TASK INSTRUCTIONS: All lines in the data that hold the word "CacheConfigBuilder" need copying.

[MATERIAL PROVIDED Boundary: Start]

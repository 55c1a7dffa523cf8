//! Configuration for the cache system

use crate::cache::invalidation::FlushScope;
use crate::error::{CacheError, Result};
use serde::{Deserialize, Serialize};
use std::time::Duration;

/// Configuration shared by the namespaced cache, the conversation store and
/// the embedding memo.
///
/// The defaults are the TTLs the service has always used:
/// - default entries: 1 hour
/// - search results: 30 minutes
/// - frequently used results (vector search): 2 hours
/// - LLM responses: 1 hour
/// - conversations: 30 days, refreshed on every read
#[derive(Debug, Clone, Serialize, Deserialize)]
pub struct CacheConfig {
    /// TTL used when the caller does not pick one
    pub default_ttl: Duration,

    /// TTL for search results
    pub search_ttl: Duration,

    /// TTL for frequently reused results
    pub frequent_ttl: Duration,

    /// TTL for LLM responses
    pub chat_ttl: Duration,

    /// Sliding TTL for conversation records and user indexes
    pub conversation_ttl: Duration,

    /// TTL jitter factor (0.0 - 1.0)
    /// Spreads expiry of entries written together. Off by default so the
    /// TTLs above are exact.
    pub ttl_jitter: f64,

    /// What `flush_all` removes
    pub flush_scope: FlushScope,

    /// Maximum number of memoised embeddings
    pub memo_max_entries: usize,

    /// Age after which a memoised embedding is ignored
    pub memo_ttl: Duration,

    /// Share of the memo evicted when it is full (0.0 - 1.0]
    pub memo_eviction_fraction: f64,

    /// Length of the zero vector returned for empty input
    pub embedding_dimension: usize,
}

impl Default for CacheConfig {
    fn default() -> Self {
        Self {
            default_ttl: Duration::from_secs(3600),
            search_ttl: Duration::from_secs(1800),
            frequent_ttl: Duration::from_secs(7200),
            chat_ttl: Duration::from_secs(3600),
            conversation_ttl: Duration::from_secs(30 * 24 * 3600),
            ttl_jitter: 0.0,
            flush_scope: FlushScope::default(),
            memo_max_entries: 2000,
            memo_ttl: Duration::from_secs(3600),
            memo_eviction_fraction: 0.2,
            embedding_dimension: 768,
        }
    }
}

impl CacheConfig {
    /// Create a new builder for cache configuration
    pub fn builder() -> CacheConfigBuilder {
        CacheConfigBuilder::default()
    }

    /// Validate the configuration
    pub fn validate(&self) -> Result<()> {
        let ttls = [
            ("default_ttl", self.default_ttl),
            ("search_ttl", self.search_ttl),
            ("frequent_ttl", self.frequent_ttl),
            ("chat_ttl", self.chat_ttl),
            ("conversation_ttl", self.conversation_ttl),
            ("memo_ttl", self.memo_ttl),
        ];
        for (name, ttl) in ttls {
            if ttl.as_secs() == 0 {
                return Err(CacheError::ConfigError(format!(
                    "{} must be at least one second",
                    name
                )));
            }
        }

        if !(0.0..=1.0).contains(&self.ttl_jitter) {
            return Err(CacheError::ConfigError(
                "ttl_jitter must be between 0.0 and 1.0".to_string(),
            ));
        }

        if self.memo_max_entries == 0 {
            return Err(CacheError::ConfigError(
                "memo_max_entries must be greater than 0".to_string(),
            ));
        }

        if !(self.memo_eviction_fraction > 0.0 && self.memo_eviction_fraction <= 1.0) {
            return Err(CacheError::ConfigError(
                "memo_eviction_fraction must be in (0.0, 1.0]".to_string(),
            ));
        }

        if self.embedding_dimension == 0 {
            return Err(CacheError::ConfigError(
                "embedding_dimension must be greater than 0".to_string(),
            ));
        }

        Ok(())
    }

    /// Apply the configured jitter to `ttl`, in whole seconds (at least 1).
    pub fn jittered_secs(&self, ttl: Duration) -> u64 {
        let base_secs = ttl.as_secs_f64();
        if self.ttl_jitter == 0.0 {
            return (base_secs.round() as u64).max(1);
        }

        let jitter_range = base_secs * self.ttl_jitter;
        let jitter = (rand::random::<f64>() * 2.0 - 1.0) * jitter_range;
        ((base_secs + jitter).round() as u64).max(1)
    }
}

/// Builder for cache configuration with validation
#[derive(Debug, Default)]
pub struct CacheConfigBuilder {
    default_ttl: Option<Duration>,
    search_ttl: Option<Duration>,
    frequent_ttl: Option<Duration>,
    chat_ttl: Option<Duration>,
    conversation_ttl: Option<Duration>,
    ttl_jitter: Option<f64>,
    flush_scope: Option<FlushScope>,
    memo_max_entries: Option<usize>,
    memo_ttl: Option<Duration>,
    memo_eviction_fraction: Option<f64>,
    embedding_dimension: Option<usize>,
}

impl CacheConfigBuilder {
    /// Set default TTL for cache entries
    pub fn default_ttl(mut self, ttl: Duration) -> Self {
        self.default_ttl = Some(ttl);
        self
    }

    pub fn search_ttl(mut self, ttl: Duration) -> Self {
        self.search_ttl = Some(ttl);
        self
    }

    pub fn frequent_ttl(mut self, ttl: Duration) -> Self {
        self.frequent_ttl = Some(ttl);
        self
    }

    pub fn chat_ttl(mut self, ttl: Duration) -> Self {
        self.chat_ttl = Some(ttl);
        self
    }

    /// Set the sliding TTL of conversation records
    pub fn conversation_ttl(mut self, ttl: Duration) -> Self {
        self.conversation_ttl = Some(ttl);
        self
    }

    /// Set TTL jitter factor (0.0 - 1.0)
    pub fn ttl_jitter(mut self, jitter: f64) -> Self {
        self.ttl_jitter = Some(jitter);
        self
    }

    /// Choose what `flush_all` removes
    pub fn flush_scope(mut self, scope: FlushScope) -> Self {
        self.flush_scope = Some(scope);
        self
    }

    /// Set maximum number of memoised embeddings
    pub fn memo_max_entries(mut self, max: usize) -> Self {
        self.memo_max_entries = Some(max);
        self
    }

    pub fn memo_ttl(mut self, ttl: Duration) -> Self {
        self.memo_ttl = Some(ttl);
        self
    }

    pub fn memo_eviction_fraction(mut self, fraction: f64) -> Self {
        self.memo_eviction_fraction = Some(fraction);
        self
    }

    pub fn embedding_dimension(mut self, dimension: usize) -> Self {
        self.embedding_dimension = Some(dimension);
        self
    }

    /// Build the cache configuration
    pub fn build(self) -> CacheConfig {
        let defaults = CacheConfig::default();

        CacheConfig {
            default_ttl: self.default_ttl.unwrap_or(defaults.default_ttl),
            search_ttl: self.search_ttl.unwrap_or(defaults.search_ttl),
            frequent_ttl: self.frequent_ttl.unwrap_or(defaults.frequent_ttl),
            chat_ttl: self.chat_ttl.unwrap_or(defaults.chat_ttl),
            conversation_ttl: self.conversation_ttl.unwrap_or(defaults.conversation_ttl),
            ttl_jitter: self.ttl_jitter.unwrap_or(defaults.ttl_jitter),
            flush_scope: self.flush_scope.unwrap_or(defaults.flush_scope),
            memo_max_entries: self.memo_max_entries.unwrap_or(defaults.memo_max_entries),
            memo_ttl: self.memo_ttl.unwrap_or(defaults.memo_ttl),
            memo_eviction_fraction: self
                .memo_eviction_fraction
                .unwrap_or(defaults.memo_eviction_fraction),
            embedding_dimension: self
                .embedding_dimension
                .unwrap_or(defaults.embedding_dimension),
        }
    }

    /// Build and validate in one step
    pub fn try_build(self) -> Result<CacheConfig> {
        let config = self.build();
        config.validate()?;
        Ok(config)
    }
}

[MATERIAL PROVIDED Boundary: End]

EXERCISE RESPONSE:
    pub fn builder() -> CacheConfigBuilder {
        CacheConfigBuilder::default()
pub struct CacheConfigBuilder {
impl CacheConfigBuilder {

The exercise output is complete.